//! Domain models for the external completion-signal stream.

use serde::{Deserialize, Serialize};

/// Terminal status of a promoted-automation run.
#[derive(Debug, Clone, Copy, PartialEq, Eq, Serialize, Deserialize)]
#[serde(rename_all = "snake_case")]
pub enum SignalStatus {
    /// Run completed.
    Success,
    /// Run failed.
    Failure,
}

/// Observable outcome of one promoted-automation run.
#[derive(Debug, Clone, PartialEq, Serialize, Deserialize)]
pub struct CommandOutcome {
    /// Process exit code.
    pub exit_code: i32,
    /// Captured standard output.
    pub stdout: String,
    /// Wall-clock duration in milliseconds.
    pub duration_ms: u64,
}

/// Completion signal emitted by the external execution layer after a
/// promoted automation runs. Consumed by the feedback bridge.
#[derive(Debug, Clone, PartialEq, Serialize, Deserialize)]
pub struct CompletionSignal {
    /// Operation that was executed (tool_name:input_hash).
    pub operation_id: String,

    /// Terminal status.
    pub status: SignalStatus,

    /// Run outcome.
    pub result: CommandOutcome,

    /// Error detail for failed runs.
    pub error: Option<String>,
}

impl CompletionSignal {
    /// Convenience constructor for a successful run.
    pub fn success(operation_id: impl Into<String>, stdout: impl Into<String>) -> Self {
        Self {
            operation_id: operation_id.into(),
            status: SignalStatus::Success,
            result: CommandOutcome {
                exit_code: 0,
                stdout: stdout.into(),
                duration_ms: 0,
            },
            error: None,
        }
    }

    /// Convenience constructor for a failed run.
    pub fn failure(
        operation_id: impl Into<String>,
        exit_code: i32,
        error: impl Into<String>,
    ) -> Self {
        Self {
            operation_id: operation_id.into(),
            status: SignalStatus::Failure,
            result: CommandOutcome {
                exit_code,
                stdout: String::new(),
                duration_ms: 0,
            },
            error: Some(error.into()),
        }
    }
}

__YOUR GOAL__.
From the records above, return each line where "external" occurs.

__RESULT__.
//! Domain models for the external completion-signal stream.
/// Completion signal emitted by the external execution layer after a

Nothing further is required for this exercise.